Deuterium or heavy Hydrogen is more abundant on Mars than on Earth and a future economy based on fusion power will ensure prises for the rare fuel will be higher than that of gold, kilogramme for kilogramme. An infrastructure for export/import will be vital to a growing economy and the two worlds will become locked in a trading triangle including the Moon. Earth vehicles will need to be heavily equipped for return to a denser atmosphere and burn up more fuel because of higher gravity so a large orbital trade station will be established. All of these technologies will serve an useful purpose in the far future, ensuring the development of the Solar human civilisation and will lay the foundation of the travelling out of the Solar System's boundaries.

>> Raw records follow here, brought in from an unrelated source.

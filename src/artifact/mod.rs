//! Typed, versioned artifacts and the per-run store that holds them.

pub mod manifest;
pub mod persist;
pub mod store;

pub use manifest::{ManifestEntry, RunManifest};
pub use persist::{read_manifest, run_dir, write_run};
pub use store::ArtifactStore;

use appforge_common::ArtifactType;
use chrono::{DateTime, Utc};
use serde::{Deserialize, Serialize};
use serde_json::Value;
use sha2::{Digest, Sha256};

/// A document produced by one pipeline stage.
#[derive(Debug, Clone, PartialEq, Serialize, Deserialize)]
pub struct Artifact {
    pub artifact_type: ArtifactType,
    pub data: Value,
    pub created_by: String,
    pub created_at: DateTime<Utc>,
    pub updated_at: DateTime<Utc>,
    /// Starts at 1 and increases by one on every overwrite.
    pub version: u32,
}

impl Artifact {
    pub fn new(artifact_type: ArtifactType, data: Value, created_by: &str) -> Self {
        let now = Utc::now();
        Self {
            artifact_type,
            data,
            created_by: created_by.to_string(),
            created_at: now,
            updated_at: now,
            version: 1,
        }
    }

    /// Hex SHA-256 of the payload's compact JSON encoding.
    pub fn digest(&self) -> String {
        payload_digest(&self.data)
    }
}

/// Hex SHA-256 of a JSON payload.
///
/// Object keys serialize in sorted order, so equal payloads hash equally.
pub fn payload_digest(data: &Value) -> String {
    let mut hasher = Sha256::new();
    hasher.update(data.to_string().as_bytes());
    format!("{:x}", hasher.finalize())
}
//! Verification result types.
//!
//! A [`VerificationResult`] aggregates one [`CheckResult`] per [`CheckKind`].
//! Each check carries the [`Issue`]s it found; the gate later decides from
//! issue severities whether the run may proceed.

use chrono::{DateTime, Utc};
use serde::{Deserialize, Serialize};
use std::fmt;
use std::str::FromStr;

use crate::ParseError;

/// Severity of a single verification issue, ordered from least to most severe.
#[derive(
    Debug, Clone, Copy, Default, PartialEq, Eq, Hash, PartialOrd, Ord, Serialize, Deserialize,
)]
#[serde(rename_all = "lowercase")]
pub enum Severity {
    #[default]
    Low,
    Medium,
    High,
    Critical,
}

impl Severity {
    /// High and critical issues block the gate.
    ///
    /// ```
    /// use appforge_common::Severity;
    ///
    /// assert!(Severity::Critical.is_blocking());
    /// assert!(!Severity::Medium.is_blocking());
    /// ```
    pub fn is_blocking(&self) -> bool {
        matches!(self, Self::High | Self::Critical)
    }

    pub fn as_str(&self) -> &'static str {
        match self {
            Self::Low => "low",
            Self::Medium => "medium",
            Self::High => "high",
            Self::Critical => "critical",
        }
    }
}

impl fmt::Display for Severity {
    fn fmt(&self, f: &mut fmt::Formatter<'_>) -> fmt::Result {
        f.write_str(self.as_str())
    }
}

/// One problem reported by a verification check.
#[derive(Debug, Clone, PartialEq, Eq, Serialize, Deserialize)]
pub struct Issue {
    pub severity: Severity,
    pub message: String,
    #[serde(default, skip_serializing_if = "Option::is_none")]
    pub file: Option<String>,
    #[serde(default, skip_serializing_if = "Option::is_none")]
    pub line: Option<u32>,
    #[serde(default, skip_serializing_if = "Option::is_none")]
    pub column: Option<u32>,
}

impl Issue {
    pub fn new(severity: Severity, message: impl Into<String>) -> Self {
        Self {
            severity,
            message: message.into(),
            file: None,
            line: None,
            column: None,
        }
    }

    pub fn low(message: impl Into<String>) -> Self {
        Self::new(Severity::Low, message)
    }

    pub fn medium(message: impl Into<String>) -> Self {
        Self::new(Severity::Medium, message)
    }

    pub fn high(message: impl Into<String>) -> Self {
        Self::new(Severity::High, message)
    }

    pub fn critical(message: impl Into<String>) -> Self {
        Self::new(Severity::Critical, message)
    }

    pub fn with_file(mut self, file: impl Into<String>) -> Self {
        self.file = Some(file.into());
        self
    }

    /// Set the 1-based line and column of the issue.
    pub fn at(mut self, line: u32, column: u32) -> Self {
        self.line = Some(line);
        self.column = Some(column);
        self
    }

    pub fn is_blocking(&self) -> bool {
        self.severity.is_blocking()
    }

    /// `file:line:column` when known.
    pub fn location(&self) -> Option<String> {
        let file = self.file.as_deref()?;
        Some(match (self.line, self.column) {
            (Some(line), Some(col)) => format!("{}:{}:{}", file, line, col),
            (Some(line), None) => format!("{}:{}", file, line),
            _ => file.to_string(),
        })
    }
}

impl fmt::Display for Issue {
    fn fmt(&self, f: &mut fmt::Formatter<'_>) -> fmt::Result {
        match self.location() {
            Some(loc) => write!(f, "[{}] {} ({})", self.severity, self.message, loc),
            None => write!(f, "[{}] {}", self.severity, self.message),
        }
    }
}

/// The fixed set of verification checks, in execution order.
#[derive(Debug, Clone, Copy, PartialEq, Eq, Hash, PartialOrd, Ord, Serialize, Deserialize)]
#[serde(rename_all = "snake_case")]
pub enum CheckKind {
    /// Type check / build of the generated project.
    Build,
    Lint,
    UnitTests,
    /// Validation of the API contract document.
    ApiSchema,
    SecurityScan,
}

impl CheckKind {
    pub const ALL: [CheckKind; 5] = [
        CheckKind::Build,
        CheckKind::Lint,
        CheckKind::UnitTests,
        CheckKind::ApiSchema,
        CheckKind::SecurityScan,
    ];

    pub fn as_str(&self) -> &'static str {
        match self {
            Self::Build => "build",
            Self::Lint => "lint",
            Self::UnitTests => "unit_tests",
            Self::ApiSchema => "api_schema",
            Self::SecurityScan => "security_scan",
        }
    }
}

impl fmt::Display for CheckKind {
    fn fmt(&self, f: &mut fmt::Formatter<'_>) -> fmt::Result {
        f.write_str(self.as_str())
    }
}

impl FromStr for CheckKind {
    type Err = ParseError;

    fn from_str(s: &str) -> Result<Self, Self::Err> {
        let normalized = s.trim().to_lowercase().replace('-', "_");
        match normalized.as_str() {
            "tests" | "test" => return Ok(Self::UnitTests),
            "typescript" | "typecheck" => return Ok(Self::Build),
            _ => {}
        }
        Self::ALL
            .into_iter()
            .find(|k| k.as_str() == normalized)
            .ok_or_else(|| ParseError::new("check", s))
    }
}

/// Outcome of a single check.
#[derive(Debug, Clone, Copy, Default, PartialEq, Eq, Hash, Serialize, Deserialize)]
#[serde(rename_all = "lowercase")]
pub enum CheckStatus {
    #[default]
    Pass,
    Fail,
    Skip,
}

impl CheckStatus {
    pub fn is_fail(&self) -> bool {
        matches!(self, Self::Fail)
    }
}

impl fmt::Display for CheckStatus {
    fn fmt(&self, f: &mut fmt::Formatter<'_>) -> fmt::Result {
        let s = match self {
            Self::Pass => "pass",
            Self::Fail => "fail",
            Self::Skip => "skip",
        };
        f.write_str(s)
    }
}

/// Result of running one check.
#[derive(Debug, Clone, PartialEq, Eq, Serialize, Deserialize)]
pub struct CheckResult {
    pub name: CheckKind,
    pub status: CheckStatus,
    #[serde(default)]
    pub issues: Vec<Issue>,
    #[serde(default)]
    pub duration_ms: u64,
}

impl CheckResult {
    pub fn pass(name: CheckKind) -> Self {
        Self {
            name,
            status: CheckStatus::Pass,
            issues: Vec::new(),
            duration_ms: 0,
        }
    }

    pub fn fail(name: CheckKind, issues: Vec<Issue>) -> Self {
        Self {
            name,
            status: CheckStatus::Fail,
            issues,
            duration_ms: 0,
        }
    }

    pub fn skip(name: CheckKind) -> Self {
        Self {
            name,
            status: CheckStatus::Skip,
            issues: Vec::new(),
            duration_ms: 0,
        }
    }

    /// Build a result from the issues a check found: any issue fails the check.
    pub fn from_issues(name: CheckKind, issues: Vec<Issue>) -> Self {
        if issues.is_empty() {
            Self::pass(name)
        } else {
            Self::fail(name, issues)
        }
    }

    pub fn with_issue(mut self, issue: Issue) -> Self {
        self.issues.push(issue);
        self
    }

    pub fn with_duration_ms(mut self, duration_ms: u64) -> Self {
        self.duration_ms = duration_ms;
        self
    }

    pub fn blocking_issues(&self) -> impl Iterator<Item = &Issue> {
        self.issues.iter().filter(|i| i.is_blocking())
    }
}

/// Pass/fail/skip counts over a set of checks.
#[derive(Debug, Clone, Copy, Default, PartialEq, Eq, Serialize, Deserialize)]
pub struct VerificationSummary {
    pub total: usize,
    pub passed: usize,
    pub failed: usize,
    pub skipped: usize,
}

/// Aggregate of all check results for one verification pass.
#[derive(Debug, Clone, PartialEq, Serialize, Deserialize)]
pub struct VerificationResult {
    /// `Fail` if any check failed, otherwise `Pass`. Never `Skip`.
    pub status: CheckStatus,
    pub checks: Vec<CheckResult>,
    pub summary: VerificationSummary,
    pub timestamp: DateTime<Utc>,
}

impl VerificationResult {
    pub fn from_checks(checks: Vec<CheckResult>) -> Self {
        let summary = Self::summarize(&checks);
        let status = if summary.failed > 0 {
            CheckStatus::Fail
        } else {
            CheckStatus::Pass
        };
        Self {
            status,
            checks,
            summary,
            timestamp: Utc::now(),
        }
    }

    fn summarize(checks: &[CheckResult]) -> VerificationSummary {
        let mut summary = VerificationSummary {
            total: checks.len(),
            ..Default::default()
        };
        for check in checks {
            match check.status {
                CheckStatus::Pass => summary.passed += 1,
                CheckStatus::Fail => summary.failed += 1,
                CheckStatus::Skip => summary.skipped += 1,
            }
        }
        summary
    }

    pub fn is_pass(&self) -> bool {
        self.status == CheckStatus::Pass
    }

    pub fn check(&self, kind: CheckKind) -> Option<&CheckResult> {
        self.checks.iter().find(|c| c.name == kind)
    }

    /// Kinds of the checks whose status is `Fail`, in execution order.
    pub fn failed_checks(&self) -> Vec<CheckKind> {
        self.checks
            .iter()
            .filter(|c| c.status.is_fail())
            .map(|c| c.name)
            .collect()
    }

    pub fn issues(&self) -> impl Iterator<Item = &Issue> {
        self.checks.iter().flat_map(|c| c.issues.iter())
    }

    /// Replace the result for `result.name` (or append it) and recompute the
    /// aggregate status and summary.
    pub fn merge_check(mut self, result: CheckResult) -> Self {
        let mut checks = std::mem::take(&mut self.checks);
        match checks.iter_mut().find(|c| c.name == result.name) {
            Some(existing) => *existing = result,
            None => checks.push(result),
        }
        Self::from_checks(checks)
    }
}

#[cfg(test)]
mod tests {
    use super::*;

    #[test]
    fn test_severity_ordering() {
        assert!(Severity::Low < Severity::Medium);
        assert!(Severity::High < Severity::Critical);
        assert!(Severity::High.is_blocking());
        assert!(!Severity::Low.is_blocking());
    }

    #[test]
    fn test_issue_location() {
        let issue = Issue::high("hard-coded secret").with_file("src/config.ts").at(12, 5);
        assert_eq!(issue.location().as_deref(), Some("src/config.ts:12:5"));
        assert!(issue.to_string().contains("[high]"));
        assert_eq!(Issue::low("x").location(), None);
    }

    #[test]
    fn test_check_kind_aliases() {
        assert_eq!("tests".parse::<CheckKind>().unwrap(), CheckKind::UnitTests);
        assert_eq!("typescript".parse::<CheckKind>().unwrap(), CheckKind::Build);
        assert_eq!("security-scan".parse::<CheckKind>().unwrap(), CheckKind::SecurityScan);
        assert!("fuzz".parse::<CheckKind>().is_err());
    }

    #[test]
    fn test_aggregate_fails_if_any_check_fails() {
        let result = VerificationResult::from_checks(vec![
            CheckResult::pass(CheckKind::Build),
            CheckResult::fail(CheckKind::Lint, vec![Issue::low("unused import")]),
            CheckResult::skip(CheckKind::UnitTests),
        ]);
        assert_eq!(result.status, CheckStatus::Fail);
        assert_eq!(
            result.summary,
            VerificationSummary {
                total: 3,
                passed: 1,
                failed: 1,
                skipped: 1
            }
        );
        assert_eq!(result.failed_checks(), vec![CheckKind::Lint]);
    }

    #[test]
    fn test_skipped_checks_do_not_fail_aggregate() {
        let result = VerificationResult::from_checks(vec![
            CheckResult::pass(CheckKind::Build),
            CheckResult::skip(CheckKind::Lint),
        ]);
        assert!(result.is_pass());
    }

    #[test]
    fn test_merge_check_replaces_and_recomputes() {
        let result = VerificationResult::from_checks(vec![
            CheckResult::pass(CheckKind::Build),
            CheckResult::fail(CheckKind::SecurityScan, vec![Issue::critical("private key")]),
        ]);
        assert!(!result.is_pass());

        let merged = result.merge_check(CheckResult::pass(CheckKind::SecurityScan));
        assert!(merged.is_pass());
        assert_eq!(merged.checks.len(), 2);
        assert_eq!(merged.summary.passed, 2);
    }

    #[test]
    fn test_from_issues() {
        assert_eq!(
            CheckResult::from_issues(CheckKind::ApiSchema, vec![]).status,
            CheckStatus::Pass
        );
        let failed = CheckResult::from_issues(CheckKind::ApiSchema, vec![Issue::medium("dup")]);
        assert_eq!(failed.status, CheckStatus::Fail);
        assert_eq!(failed.blocking_issues().count(), 0);
    }
}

A large satellite may be constructed in space, some one hundred twenty five kilometres across, no more heavy than the largest ships that sail our oceans at the moment. It will not move but rather be a statite - a focusing mirror that will reflect sun light on the south pole of Mars, releasing the sequestered carbon dioxide there. It will bring an increase of atmospheric pressure and extra greenhouse effect for the planet. In addition some gases can be released to further the effect of the warming climate. In due time the giant mirror can be focused at the north pole, releasing the water that is locked there in permafrost and giant blocks of ice. Mars will have it's first ocean in a long time. The initial water flow will react with the soil and release the locked oxygen. Brute force engineering, primitive cyanobacteria and denytrifying microorganisms will start to provide small amounts of Oxygen and Nitrogen as well. It will take millenia to introduce a breathable atmosphere but as technology advances and population increases the effects will become exponential.
The future social organisation of Mars will probably have more work available than hands present and will need every man possible. Workers will be treated well and paid highly and the future technocratic order will be on the look-out for innovation. It is quite possible that Martian technology will reach Earth and in turn revolutionise society back here.
If confided to the borders of Earth humanity will possibly perish in a intellectual back-lash long before the limited lifespan of our planet expires.